## WHAT IS REQUIRED
Using the records below, write out again exactly the lines that begin at the line containing "((bishops & Bitboard::LIGHT_SQUARES).is_empty()" and end at the line containing "board.castling = self.castling.flipped();", and no other lines.

[Dataset entries]
================================
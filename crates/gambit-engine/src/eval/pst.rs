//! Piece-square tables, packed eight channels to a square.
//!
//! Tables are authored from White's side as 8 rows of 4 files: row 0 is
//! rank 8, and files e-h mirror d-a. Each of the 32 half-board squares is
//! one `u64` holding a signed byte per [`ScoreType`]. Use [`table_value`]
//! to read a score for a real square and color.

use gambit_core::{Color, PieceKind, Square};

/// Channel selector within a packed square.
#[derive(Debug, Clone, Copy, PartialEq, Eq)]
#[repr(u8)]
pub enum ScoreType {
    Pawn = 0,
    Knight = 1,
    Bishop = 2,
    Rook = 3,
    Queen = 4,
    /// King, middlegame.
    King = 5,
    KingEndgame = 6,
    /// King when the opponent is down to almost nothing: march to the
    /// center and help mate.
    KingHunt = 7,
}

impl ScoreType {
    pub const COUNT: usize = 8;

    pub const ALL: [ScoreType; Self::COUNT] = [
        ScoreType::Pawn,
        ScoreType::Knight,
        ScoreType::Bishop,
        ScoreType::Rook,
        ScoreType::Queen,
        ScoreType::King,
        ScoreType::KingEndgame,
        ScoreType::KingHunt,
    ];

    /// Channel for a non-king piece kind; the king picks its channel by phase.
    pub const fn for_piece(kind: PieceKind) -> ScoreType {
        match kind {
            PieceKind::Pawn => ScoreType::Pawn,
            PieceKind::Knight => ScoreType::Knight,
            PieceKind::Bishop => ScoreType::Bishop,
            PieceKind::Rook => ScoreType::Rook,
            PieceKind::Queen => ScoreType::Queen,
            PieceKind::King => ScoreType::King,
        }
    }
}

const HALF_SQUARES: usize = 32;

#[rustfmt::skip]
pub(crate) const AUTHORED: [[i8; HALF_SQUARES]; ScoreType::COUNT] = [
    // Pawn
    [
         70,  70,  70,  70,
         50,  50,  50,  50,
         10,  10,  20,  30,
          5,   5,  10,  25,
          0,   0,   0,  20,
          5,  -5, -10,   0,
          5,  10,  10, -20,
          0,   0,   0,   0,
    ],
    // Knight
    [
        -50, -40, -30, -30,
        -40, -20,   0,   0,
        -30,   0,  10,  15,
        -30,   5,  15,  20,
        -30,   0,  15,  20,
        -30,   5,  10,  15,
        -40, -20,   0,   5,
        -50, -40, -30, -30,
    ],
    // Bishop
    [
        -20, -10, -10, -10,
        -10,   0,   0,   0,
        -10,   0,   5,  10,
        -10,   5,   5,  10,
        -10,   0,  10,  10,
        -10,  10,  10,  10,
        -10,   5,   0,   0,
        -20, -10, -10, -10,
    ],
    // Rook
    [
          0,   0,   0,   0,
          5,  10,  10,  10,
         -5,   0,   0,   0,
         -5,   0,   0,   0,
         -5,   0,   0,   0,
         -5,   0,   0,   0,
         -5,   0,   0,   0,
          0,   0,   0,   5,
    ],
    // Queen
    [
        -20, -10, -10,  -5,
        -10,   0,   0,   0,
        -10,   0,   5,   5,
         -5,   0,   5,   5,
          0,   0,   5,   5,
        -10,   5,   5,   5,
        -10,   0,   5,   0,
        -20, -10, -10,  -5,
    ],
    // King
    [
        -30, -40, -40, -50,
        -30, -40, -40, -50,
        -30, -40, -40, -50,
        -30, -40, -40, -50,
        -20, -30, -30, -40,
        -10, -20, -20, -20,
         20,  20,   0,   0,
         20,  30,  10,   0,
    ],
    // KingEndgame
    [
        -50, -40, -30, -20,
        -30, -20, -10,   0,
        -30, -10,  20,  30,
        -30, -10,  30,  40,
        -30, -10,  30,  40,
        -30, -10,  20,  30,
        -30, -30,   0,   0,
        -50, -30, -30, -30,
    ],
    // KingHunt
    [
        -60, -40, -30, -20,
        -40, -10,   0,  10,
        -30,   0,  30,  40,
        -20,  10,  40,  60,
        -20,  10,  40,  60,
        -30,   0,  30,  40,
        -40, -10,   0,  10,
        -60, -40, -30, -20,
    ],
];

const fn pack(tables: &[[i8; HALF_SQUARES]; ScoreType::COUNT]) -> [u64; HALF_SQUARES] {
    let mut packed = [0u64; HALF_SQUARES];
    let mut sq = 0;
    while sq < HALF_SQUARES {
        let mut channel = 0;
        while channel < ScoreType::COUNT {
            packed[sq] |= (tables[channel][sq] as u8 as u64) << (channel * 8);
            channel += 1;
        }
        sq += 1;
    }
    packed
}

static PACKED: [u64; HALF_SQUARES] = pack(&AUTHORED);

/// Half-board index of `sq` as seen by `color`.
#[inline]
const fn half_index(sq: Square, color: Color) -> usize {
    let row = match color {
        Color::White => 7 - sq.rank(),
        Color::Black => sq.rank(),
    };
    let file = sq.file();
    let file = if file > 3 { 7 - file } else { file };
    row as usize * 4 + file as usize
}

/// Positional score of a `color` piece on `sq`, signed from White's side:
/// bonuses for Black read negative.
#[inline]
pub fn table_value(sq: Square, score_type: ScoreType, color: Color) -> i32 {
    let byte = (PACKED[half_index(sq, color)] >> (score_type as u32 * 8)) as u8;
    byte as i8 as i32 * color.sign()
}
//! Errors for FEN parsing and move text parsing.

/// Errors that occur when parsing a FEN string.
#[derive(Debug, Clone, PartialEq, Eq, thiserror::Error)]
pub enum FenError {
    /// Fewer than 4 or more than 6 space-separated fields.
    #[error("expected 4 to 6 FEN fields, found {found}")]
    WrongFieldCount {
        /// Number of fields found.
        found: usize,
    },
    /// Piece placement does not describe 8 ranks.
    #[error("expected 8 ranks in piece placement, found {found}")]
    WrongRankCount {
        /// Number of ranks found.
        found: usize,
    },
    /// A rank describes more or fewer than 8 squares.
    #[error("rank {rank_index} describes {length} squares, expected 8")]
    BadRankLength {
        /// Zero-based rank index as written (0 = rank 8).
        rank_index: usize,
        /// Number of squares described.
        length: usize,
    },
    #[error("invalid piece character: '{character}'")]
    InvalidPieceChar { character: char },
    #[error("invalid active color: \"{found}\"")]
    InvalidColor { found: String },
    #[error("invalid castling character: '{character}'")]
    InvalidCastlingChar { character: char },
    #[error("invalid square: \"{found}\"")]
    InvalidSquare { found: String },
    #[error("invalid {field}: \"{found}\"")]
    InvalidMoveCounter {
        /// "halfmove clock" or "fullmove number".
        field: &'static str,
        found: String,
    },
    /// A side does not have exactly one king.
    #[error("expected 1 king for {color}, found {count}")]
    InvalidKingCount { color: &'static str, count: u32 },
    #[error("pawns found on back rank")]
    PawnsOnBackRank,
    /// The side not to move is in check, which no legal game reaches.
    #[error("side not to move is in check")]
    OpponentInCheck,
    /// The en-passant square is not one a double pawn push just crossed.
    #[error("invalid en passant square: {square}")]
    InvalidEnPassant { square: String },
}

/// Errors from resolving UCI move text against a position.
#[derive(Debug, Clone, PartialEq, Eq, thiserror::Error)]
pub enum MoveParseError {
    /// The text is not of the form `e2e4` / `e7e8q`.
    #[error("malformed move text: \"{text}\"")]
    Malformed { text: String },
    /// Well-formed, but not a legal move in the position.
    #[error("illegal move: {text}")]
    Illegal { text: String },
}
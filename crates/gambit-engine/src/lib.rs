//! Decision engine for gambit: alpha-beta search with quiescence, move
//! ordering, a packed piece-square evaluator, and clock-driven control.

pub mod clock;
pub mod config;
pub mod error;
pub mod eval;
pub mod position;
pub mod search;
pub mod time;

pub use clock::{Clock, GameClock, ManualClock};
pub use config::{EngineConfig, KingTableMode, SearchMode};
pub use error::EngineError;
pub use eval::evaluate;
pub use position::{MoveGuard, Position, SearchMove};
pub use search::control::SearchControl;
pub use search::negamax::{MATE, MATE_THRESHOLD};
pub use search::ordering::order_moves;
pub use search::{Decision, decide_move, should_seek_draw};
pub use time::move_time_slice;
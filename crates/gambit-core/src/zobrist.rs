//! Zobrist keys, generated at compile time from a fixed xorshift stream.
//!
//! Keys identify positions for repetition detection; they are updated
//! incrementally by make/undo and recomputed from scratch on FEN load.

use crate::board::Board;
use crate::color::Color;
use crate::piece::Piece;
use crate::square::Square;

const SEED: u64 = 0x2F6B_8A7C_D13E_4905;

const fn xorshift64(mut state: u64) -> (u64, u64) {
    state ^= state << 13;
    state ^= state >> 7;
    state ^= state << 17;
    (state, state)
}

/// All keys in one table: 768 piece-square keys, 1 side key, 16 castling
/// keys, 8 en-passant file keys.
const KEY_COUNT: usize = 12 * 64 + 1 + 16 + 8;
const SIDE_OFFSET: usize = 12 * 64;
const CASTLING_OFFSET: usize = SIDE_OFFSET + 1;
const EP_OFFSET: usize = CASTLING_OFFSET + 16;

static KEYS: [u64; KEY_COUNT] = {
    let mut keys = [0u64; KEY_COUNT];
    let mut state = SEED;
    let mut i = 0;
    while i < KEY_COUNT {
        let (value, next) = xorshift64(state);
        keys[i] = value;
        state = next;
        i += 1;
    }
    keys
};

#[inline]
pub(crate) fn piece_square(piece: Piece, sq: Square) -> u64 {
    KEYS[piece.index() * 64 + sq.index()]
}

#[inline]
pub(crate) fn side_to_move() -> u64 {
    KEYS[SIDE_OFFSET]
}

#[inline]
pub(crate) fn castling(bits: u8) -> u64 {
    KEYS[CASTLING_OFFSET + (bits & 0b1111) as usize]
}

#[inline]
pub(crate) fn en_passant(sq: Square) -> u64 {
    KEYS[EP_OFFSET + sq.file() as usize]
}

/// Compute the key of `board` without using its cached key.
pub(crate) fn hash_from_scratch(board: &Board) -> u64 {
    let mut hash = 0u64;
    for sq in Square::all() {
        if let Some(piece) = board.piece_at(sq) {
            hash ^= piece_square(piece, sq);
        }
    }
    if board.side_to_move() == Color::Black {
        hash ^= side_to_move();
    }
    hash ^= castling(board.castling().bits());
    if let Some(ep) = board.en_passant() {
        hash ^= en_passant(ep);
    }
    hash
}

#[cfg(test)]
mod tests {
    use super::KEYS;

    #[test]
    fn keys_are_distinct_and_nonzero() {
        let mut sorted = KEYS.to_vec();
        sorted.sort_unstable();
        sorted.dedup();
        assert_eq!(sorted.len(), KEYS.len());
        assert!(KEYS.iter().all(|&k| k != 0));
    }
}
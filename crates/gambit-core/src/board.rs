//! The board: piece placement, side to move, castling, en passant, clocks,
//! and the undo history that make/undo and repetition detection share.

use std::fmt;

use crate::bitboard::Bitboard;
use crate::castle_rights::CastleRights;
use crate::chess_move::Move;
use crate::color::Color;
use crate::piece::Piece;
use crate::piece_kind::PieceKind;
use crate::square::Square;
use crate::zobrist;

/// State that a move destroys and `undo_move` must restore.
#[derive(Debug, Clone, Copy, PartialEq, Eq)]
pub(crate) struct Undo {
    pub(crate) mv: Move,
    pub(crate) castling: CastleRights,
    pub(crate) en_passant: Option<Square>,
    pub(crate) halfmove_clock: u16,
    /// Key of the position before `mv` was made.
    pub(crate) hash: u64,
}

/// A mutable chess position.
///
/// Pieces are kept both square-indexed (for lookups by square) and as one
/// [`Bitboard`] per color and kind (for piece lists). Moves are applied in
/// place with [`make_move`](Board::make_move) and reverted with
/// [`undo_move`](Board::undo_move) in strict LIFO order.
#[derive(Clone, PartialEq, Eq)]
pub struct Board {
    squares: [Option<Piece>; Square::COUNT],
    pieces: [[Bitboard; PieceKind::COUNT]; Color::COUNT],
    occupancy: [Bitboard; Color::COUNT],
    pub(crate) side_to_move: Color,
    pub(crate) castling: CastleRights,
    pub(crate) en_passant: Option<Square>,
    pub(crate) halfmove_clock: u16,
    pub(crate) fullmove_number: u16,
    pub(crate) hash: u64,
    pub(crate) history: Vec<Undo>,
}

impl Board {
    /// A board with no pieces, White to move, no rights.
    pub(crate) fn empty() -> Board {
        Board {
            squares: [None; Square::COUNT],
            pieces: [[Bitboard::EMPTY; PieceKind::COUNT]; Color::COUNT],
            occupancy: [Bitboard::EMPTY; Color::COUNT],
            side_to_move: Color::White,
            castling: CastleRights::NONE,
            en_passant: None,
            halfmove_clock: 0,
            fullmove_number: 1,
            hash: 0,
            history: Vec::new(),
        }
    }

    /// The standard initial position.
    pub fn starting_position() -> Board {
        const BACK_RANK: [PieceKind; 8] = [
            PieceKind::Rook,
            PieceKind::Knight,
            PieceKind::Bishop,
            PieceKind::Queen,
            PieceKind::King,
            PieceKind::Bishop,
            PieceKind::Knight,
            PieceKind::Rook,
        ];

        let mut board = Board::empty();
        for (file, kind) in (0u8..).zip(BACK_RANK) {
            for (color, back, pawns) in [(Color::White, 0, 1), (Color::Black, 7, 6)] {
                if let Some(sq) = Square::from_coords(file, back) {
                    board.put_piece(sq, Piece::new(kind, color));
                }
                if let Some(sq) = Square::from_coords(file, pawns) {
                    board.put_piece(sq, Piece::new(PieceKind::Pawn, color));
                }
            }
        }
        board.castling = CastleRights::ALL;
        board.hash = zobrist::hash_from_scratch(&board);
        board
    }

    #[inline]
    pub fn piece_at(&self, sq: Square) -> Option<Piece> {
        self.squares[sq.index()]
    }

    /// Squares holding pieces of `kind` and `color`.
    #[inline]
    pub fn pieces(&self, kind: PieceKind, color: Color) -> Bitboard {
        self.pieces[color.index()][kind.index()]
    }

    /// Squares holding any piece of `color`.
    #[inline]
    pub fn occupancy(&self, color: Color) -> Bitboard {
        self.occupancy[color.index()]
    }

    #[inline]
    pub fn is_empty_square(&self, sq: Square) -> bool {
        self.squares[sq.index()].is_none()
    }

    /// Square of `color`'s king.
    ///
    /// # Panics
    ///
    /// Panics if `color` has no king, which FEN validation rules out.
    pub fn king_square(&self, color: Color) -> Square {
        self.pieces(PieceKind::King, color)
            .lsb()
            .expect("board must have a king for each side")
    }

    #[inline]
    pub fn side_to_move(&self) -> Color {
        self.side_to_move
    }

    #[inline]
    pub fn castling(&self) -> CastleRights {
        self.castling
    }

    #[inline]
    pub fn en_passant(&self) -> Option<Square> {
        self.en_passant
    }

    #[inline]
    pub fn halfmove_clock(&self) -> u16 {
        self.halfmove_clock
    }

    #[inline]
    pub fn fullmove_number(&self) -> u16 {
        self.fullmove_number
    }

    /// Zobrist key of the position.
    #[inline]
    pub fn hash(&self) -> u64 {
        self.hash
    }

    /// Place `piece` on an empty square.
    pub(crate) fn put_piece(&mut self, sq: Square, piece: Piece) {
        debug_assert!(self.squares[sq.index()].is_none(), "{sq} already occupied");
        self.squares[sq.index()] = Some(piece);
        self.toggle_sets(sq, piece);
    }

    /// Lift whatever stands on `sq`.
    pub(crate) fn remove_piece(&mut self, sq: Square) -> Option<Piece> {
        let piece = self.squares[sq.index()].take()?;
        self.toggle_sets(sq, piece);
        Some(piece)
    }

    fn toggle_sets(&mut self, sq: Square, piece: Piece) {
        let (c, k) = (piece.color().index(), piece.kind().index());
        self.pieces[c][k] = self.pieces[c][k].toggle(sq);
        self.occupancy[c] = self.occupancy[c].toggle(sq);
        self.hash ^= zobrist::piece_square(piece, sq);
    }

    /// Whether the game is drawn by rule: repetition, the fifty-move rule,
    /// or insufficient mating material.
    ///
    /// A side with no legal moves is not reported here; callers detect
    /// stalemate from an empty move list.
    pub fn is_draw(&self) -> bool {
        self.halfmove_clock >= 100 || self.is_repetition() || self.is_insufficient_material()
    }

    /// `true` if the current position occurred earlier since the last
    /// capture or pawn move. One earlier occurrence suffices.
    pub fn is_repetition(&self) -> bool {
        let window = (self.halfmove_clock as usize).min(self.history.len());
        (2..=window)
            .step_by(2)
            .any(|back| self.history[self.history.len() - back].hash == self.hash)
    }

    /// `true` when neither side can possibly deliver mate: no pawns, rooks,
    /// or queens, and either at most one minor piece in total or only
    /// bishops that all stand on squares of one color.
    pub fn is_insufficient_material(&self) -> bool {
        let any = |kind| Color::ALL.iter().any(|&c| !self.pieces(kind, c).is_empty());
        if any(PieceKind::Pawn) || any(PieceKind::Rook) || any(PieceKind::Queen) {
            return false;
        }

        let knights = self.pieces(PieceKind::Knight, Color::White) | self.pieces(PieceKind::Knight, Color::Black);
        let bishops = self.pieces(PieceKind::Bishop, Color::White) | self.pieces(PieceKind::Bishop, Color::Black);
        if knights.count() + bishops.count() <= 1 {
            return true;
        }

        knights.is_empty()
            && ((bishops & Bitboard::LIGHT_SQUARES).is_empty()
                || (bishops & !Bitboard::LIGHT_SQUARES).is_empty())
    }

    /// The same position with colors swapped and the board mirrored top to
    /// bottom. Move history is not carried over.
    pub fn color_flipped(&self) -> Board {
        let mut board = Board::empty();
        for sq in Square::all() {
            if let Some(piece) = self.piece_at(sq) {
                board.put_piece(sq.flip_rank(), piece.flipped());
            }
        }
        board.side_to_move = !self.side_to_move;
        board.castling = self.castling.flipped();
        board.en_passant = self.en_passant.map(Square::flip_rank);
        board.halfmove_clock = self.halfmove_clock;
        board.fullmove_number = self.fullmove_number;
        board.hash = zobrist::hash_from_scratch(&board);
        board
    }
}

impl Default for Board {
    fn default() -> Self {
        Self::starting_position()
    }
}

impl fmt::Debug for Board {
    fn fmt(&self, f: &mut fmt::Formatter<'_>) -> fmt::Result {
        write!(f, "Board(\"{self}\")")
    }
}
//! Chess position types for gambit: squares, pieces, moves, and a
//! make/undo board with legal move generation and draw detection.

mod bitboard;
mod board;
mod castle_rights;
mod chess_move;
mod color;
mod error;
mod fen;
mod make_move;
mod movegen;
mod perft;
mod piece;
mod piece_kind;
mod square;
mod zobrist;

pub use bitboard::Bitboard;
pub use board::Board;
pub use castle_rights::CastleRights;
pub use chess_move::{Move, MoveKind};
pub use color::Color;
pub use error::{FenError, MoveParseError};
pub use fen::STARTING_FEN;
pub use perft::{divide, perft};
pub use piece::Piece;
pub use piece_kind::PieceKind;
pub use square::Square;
================================
## FINISHED TASK
            && ((bishops & Bitboard::LIGHT_SQUARES).is_empty()
                || (bishops & !Bitboard::LIGHT_SQUARES).is_empty())
    }

    /// The same position with colors swapped and the board mirrored top to
    /// bottom. Move history is not carried over.
    pub fn color_flipped(&self) -> Board {
        let mut board = Board::empty();
        for sq in Square::all() {
            if let Some(piece) = self.piece_at(sq) {
                board.put_piece(sq.flip_rank(), piece.flipped());
            }
        }
        board.side_to_move = !self.side_to_move;
        board.castling = self.castling.flipped();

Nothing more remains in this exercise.